Lensless imaging system for industrial inspection

Revolutionizing Industrial Machine Vision with Lensless Imaging

Client Background

The client is a leading global technology and semiconductor manufacturing company. Operating at the forefront of Industry 4.0, they maintain extensive, highly automated fabrication facilities and advanced packaging lines. Their operations require absolute precision, utilizing complex machinery to produce cutting-edge logic circuits and sensor arrays.

Challenge

Maintaining zero-defect manufacturing required deploying automated visual inspection deep within densely packed production lines and directly onto high-speed robotic arms. This posed severe physical, thermal, and security bottlenecks:

Space Constraints: Traditional cameras rely on refractive glass lenses, which require a minimum focal distance and add significant physical bulk. These cameras simply could not fit into the narrow gaps of the client's manufacturing equipment.

The Miniaturization Paradox: Attempts to use miniature traditional cameras resulted in tiny sensors with poor light collection, compounded by overheating from focus actuators and associated control electronics packed into confined enclosures. In a high-speed industrial setting, these miniature cameras could not reliably capture the high-fidelity images required for automated defect detection.

Security Concerns: Standard cameras capture plaintext, easily interpretable video feeds. In a highly classified semiconductor facility, any network breach of these cameras could expose proprietary assembly techniques and intellectual property.

Yodo Labs' Solution

To address these physical, thermal, and security constraints, the client partnered with Yodo Labs. We delivered a custom, enterprise-grade machine vision architecture: the Lensless Camera.

Based on the academic research and inventions of Yodo Labs' founder, Xiuxi Pan, PhD, this solution entirely discards traditional glass lenses. By replacing multi-element lens assemblies with a single ultra-thin optical mask and a trained AI reconstruction engine, Yodo Labs provided a software-defined camera that is compact, privacy-enhancing, and tailored for harsh industrial environments. [1]

How It Works

The Lensless Camera involved a tight hardware-software co-design process, integrating Yodo Labs' algorithms with the client's manufacturing capabilities:

Monolithic Hardware Integration: To ensure the camera could withstand factory vibrations without losing alignment, Yodo Labs collaborated with the client to monolithically integrate the optics. The custom optical mask and CMOS image sensor were fabricated as a single solid-state module measuring less than a millimeter in thickness. Because the optical path is entirely passive — no focus actuators or associated control electronics — the design eliminates the overheating problems that plagued the client's earlier miniaturized cameras. And because the mask modulates light across the full sensor area rather than concentrating it through a miniature aperture, the system maintains sufficient signal even at this reduced form factor.

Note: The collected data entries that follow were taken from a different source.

use std::fmt::{Debug, Formatter};

use anyhow::bail;
use bytes::{Buf, BufMut};
use bytes_varint::try_get_fixed::TryGetFixedSupport;
use num_enum::{IntoPrimitive, TryFromPrimitive};

/// Ethertype under which transport frames travel on the virtual L2 network.
pub const ETHERTYPE: u16 = 0x0901;

pub const PROTOCOL_VERSION: u16 = 0x0001;

/// Fixed frame header: op(1), flags(1), version(2 BE), zero(1),
///  dst_port(3 BE), zero(1), src_port(3 BE).
pub const HEADER_LEN: usize = 12;

/// Header plus the DATA-specific fields (msg_id, frag_sz, frag_no, nfrags).
pub const DATA_HEADER_LEN: usize = HEADER_LEN + 8;

/// Upper bound on the fragment count of a single message - the limit below
///  which `ceil(len / frag_sz)` must stay for a send to be accepted.
pub const MAX_FRAGS: usize = 0xfffe;

#[derive(Debug, Clone, Copy, Eq, PartialEq, IntoPrimitive, TryFromPrimitive)]
#[repr(u8)]
pub enum Opcode {
    Data = 0x00,
    DataMf = 0x01,
    ConnReq = 0x10,
    ConnAck = 0x12,
    DiscReq = 0x20,
    PingReq = 0x30,
    PingAck = 0x32,
    Error = 0x40,
}

/// Single-byte error codes carried in `ERROR` frames.
#[derive(Debug, Clone, Copy, Eq, PartialEq, IntoPrimitive, TryFromPrimitive)]
#[repr(u8)]
pub enum WireErrorCode {
    Refused = 1,
    NotConn = 2,
    WrongSp = 3,
    Proto = 4,
    MsgSize = 5,
    Unknown = 6,
}

/// The fixed part of every frame. Parsed first so that routing (and error
///  replies to the identified sender) can happen even if the body is bad.
#[derive(Clone, Copy, Eq, PartialEq)]
pub struct FrameHeader {
    pub op: u8,
    pub dst_port: u32,
    pub src_port: u32,
}

impl FrameHeader {
    pub fn deser(buf: &mut impl Buf) -> anyhow::Result<FrameHeader> {
        let op = buf.try_get_u8()?;
        let flags = buf.try_get_u8()?;
        if flags != 0 {
            bail!("non-zero flags field: {:#x}", flags);
        }
        let version = buf.try_get_u16()?;
        if version != PROTOCOL_VERSION {
            bail!("unsupported protocol version {}", version);
        }
        let dst_port = buf.try_get_u32()?;
        if dst_port & 0xff00_0000 != 0 {
            bail!("reserved byte before dst port is not zero");
        }
        let src_port = buf.try_get_u32()?;
        if src_port & 0xff00_0000 != 0 {
            bail!("reserved byte before src port is not zero");
        }
        Ok(FrameHeader {
            op,
            dst_port,
            src_port,
        })
    }

    fn ser(op: Opcode, dst_port: u32, src_port: u32, buf: &mut impl BufMut) {
        debug_assert!(dst_port & 0xff00_0000 == 0);
        debug_assert!(src_port & 0xff00_0000 == 0);
        buf.put_u8(op.into());
        buf.put_u8(0);
        buf.put_u16(PROTOCOL_VERSION);
        buf.put_u32(dst_port);
        buf.put_u32(src_port);
    }
}

#[derive(Clone, Eq, PartialEq)]
pub enum FrameKind {
    /// One fragment of an application message. The final fragment has
    ///  `frag_no == nfrags - 1` and goes out as opcode `DATA`; all earlier
    ///  fragments are `DATA_MF`.
    Data {
        msg_id: u16,
        frag_sz: u16,
        frag_no: u16,
        nfrags: u16,
        payload: Vec<u8>,
    },
    ConnReq {
        sp_proto: u16,
    },
    ConnAck {
        sp_proto: u16,
    },
    DiscReq,
    PingReq,
    PingAck,
    Error {
        code: WireErrorCode,
        reason: String,
    },
}

#[derive(Clone, Eq, PartialEq)]
pub struct Frame {
    pub dst_port: u32,
    pub src_port: u32,
    pub kind: FrameKind,
}

impl Frame {
    pub fn ser(&self, buf: &mut impl BufMut) {
        match &self.kind {
            FrameKind::Data {
                msg_id,
                frag_sz,
                frag_no,
                nfrags,
                payload,
            } => {
                let op = if frag_no + 1 < *nfrags {
                    Opcode::DataMf
                } else {
                    Opcode::Data
                };
                FrameHeader::ser(op, self.dst_port, self.src_port, buf);
                buf.put_u16(*msg_id);
                buf.put_u16(*frag_sz);
                buf.put_u16(*frag_no);
                buf.put_u16(*nfrags);
                buf.put_slice(payload);
            }
            FrameKind::ConnReq { sp_proto } => {
                FrameHeader::ser(Opcode::ConnReq, self.dst_port, self.src_port, buf);
                buf.put_u16(*sp_proto);
            }
            FrameKind::ConnAck { sp_proto } => {
                FrameHeader::ser(Opcode::ConnAck, self.dst_port, self.src_port, buf);
                buf.put_u16(*sp_proto);
            }
            FrameKind::DiscReq => {
                FrameHeader::ser(Opcode::DiscReq, self.dst_port, self.src_port, buf);
            }
            FrameKind::PingReq => {
                FrameHeader::ser(Opcode::PingReq, self.dst_port, self.src_port, buf);
            }
            FrameKind::PingAck => {
                FrameHeader::ser(Opcode::PingAck, self.dst_port, self.src_port, buf);
            }
            FrameKind::Error { code, reason } => {
                FrameHeader::ser(Opcode::Error, self.dst_port, self.src_port, buf);
                buf.put_u8((*code).into());
                buf.put_slice(reason.as_bytes());
            }
        }
    }

    pub fn deser(buf: &mut impl Buf) -> anyhow::Result<Frame> {
        let header = FrameHeader::deser(buf)?;
        Self::deser_body(&header, buf)
    }

    /// Parses the opcode-specific body after the header was validated.
    pub fn deser_body(header: &FrameHeader, buf: &mut impl Buf) -> anyhow::Result<Frame> {
        let Ok(op) = Opcode::try_from(header.op) else {
            bail!("unknown opcode {:#04x}", header.op);
        };

        let kind = match op {
            Opcode::Data | Opcode::DataMf => {
                let msg_id = buf.try_get_u16()?;
                let frag_sz = buf.try_get_u16()?;
                let frag_no = buf.try_get_u16()?;
                let nfrags = buf.try_get_u16()?;
                if msg_id == 0 {
                    bail!("message id 0 is reserved");
                }
                if nfrags == 0 || frag_sz == 0 {
                    bail!("degenerate fragment geometry: {} x {}", nfrags, frag_sz);
                }
                if frag_no >= nfrags {
                    bail!("fragment number {} out of range [0, {})", frag_no, nfrags);
                }
                match op {
                    Opcode::DataMf if frag_no + 1 >= nfrags => {
                        bail!("DATA_MF carrying the final fragment")
                    }
                    Opcode::Data if frag_no + 1 != nfrags => {
                        bail!("DATA carrying a non-final fragment")
                    }
                    _ => {}
                }
                let payload = buf.copy_to_bytes(buf.remaining()).to_vec();
                if op == Opcode::DataMf && payload.len() != frag_sz as usize {
                    bail!(
                        "non-final fragment length {} != fragment size {}",
                        payload.len(),
                        frag_sz
                    );
                }
                if payload.len() > frag_sz as usize {
                    bail!(
                        "fragment length {} exceeds fragment size {}",
                        payload.len(),
                        frag_sz
                    );
                }
                FrameKind::Data {
                    msg_id,
                    frag_sz,
                    frag_no,
                    nfrags,
                    payload,
                }
            }
            Opcode::ConnReq => FrameKind::ConnReq {
                sp_proto: buf.try_get_u16()?,
            },
            Opcode::ConnAck => FrameKind::ConnAck {
                sp_proto: buf.try_get_u16()?,
            },
            Opcode::DiscReq => FrameKind::DiscReq,
            Opcode::PingReq => FrameKind::PingReq,
            Opcode::PingAck => FrameKind::PingAck,
            Opcode::Error => {
                let raw = buf.try_get_u8()?;
                let code = WireErrorCode::try_from(raw).unwrap_or(WireErrorCode::Unknown);
                let reason =
                    String::from_utf8_lossy(&buf.copy_to_bytes(buf.remaining())).into_owned();
                FrameKind::Error { code, reason }
            }
        };

        Ok(Frame {
            dst_port: header.dst_port,
            src_port: header.src_port,
            kind,
        })
    }
}

impl Debug for Frame {
    fn fmt(&self, f: &mut Formatter<'_>) -> std::fmt::Result {
        write!(f, "FRM{{{:?} {}<-{}}}", self.kind, self.dst_port, self.src_port)
    }
}

impl Debug for FrameKind {
    fn fmt(&self, f: &mut Formatter<'_>) -> std::fmt::Result {
        match self {
            FrameKind::Data {
                msg_id,
                frag_no,
                nfrags,
                payload,
                ..
            } => write!(f, "DATA(#{} {}/{} len {})", msg_id, frag_no, nfrags, payload.len()),
            FrameKind::ConnReq { sp_proto } => write!(f, "CONN_REQ({})", sp_proto),
            FrameKind::ConnAck { sp_proto } => write!(f, "CONN_ACK({})", sp_proto),
            FrameKind::DiscReq => write!(f, "DISC_REQ"),
            FrameKind::PingReq => write!(f, "PING_REQ"),
            FrameKind::PingAck => write!(f, "PING_ACK"),
            FrameKind::Error { code, reason } => write!(f, "ERROR({:?}:{})", code, reason),
        }
    }
}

Mask-Based Optical Encoding: Instead of focusing light to a single point, the mask modulates incoming light, casting a complex, pseudo-random shadow pattern (Point Spread Function) globally across the sensor. To the human eye, the raw captured data looks like unintelligible static. This visual obfuscation adds a layer of privacy: the encoded data cannot be casually interpreted, though it should not be treated as a cryptographic security guarantee, since reconstruction may be possible if the decoding model or system parameters are compromised.

Vision Transformer (ViT) Decoding: Existing CNN-based reconstruction approaches showed limited effectiveness on lensless data, where task-relevant features are dispersed globally across the sensor rather than localized. Yodo Labs deployed a Vision Transformer algorithm utilizing a Multi-Head Self-Attention mechanism to evaluate the entire encoded pattern simultaneously, enabling high-quality image reconstruction suitable for operator review and inspection workflows when visual verification is required. [1]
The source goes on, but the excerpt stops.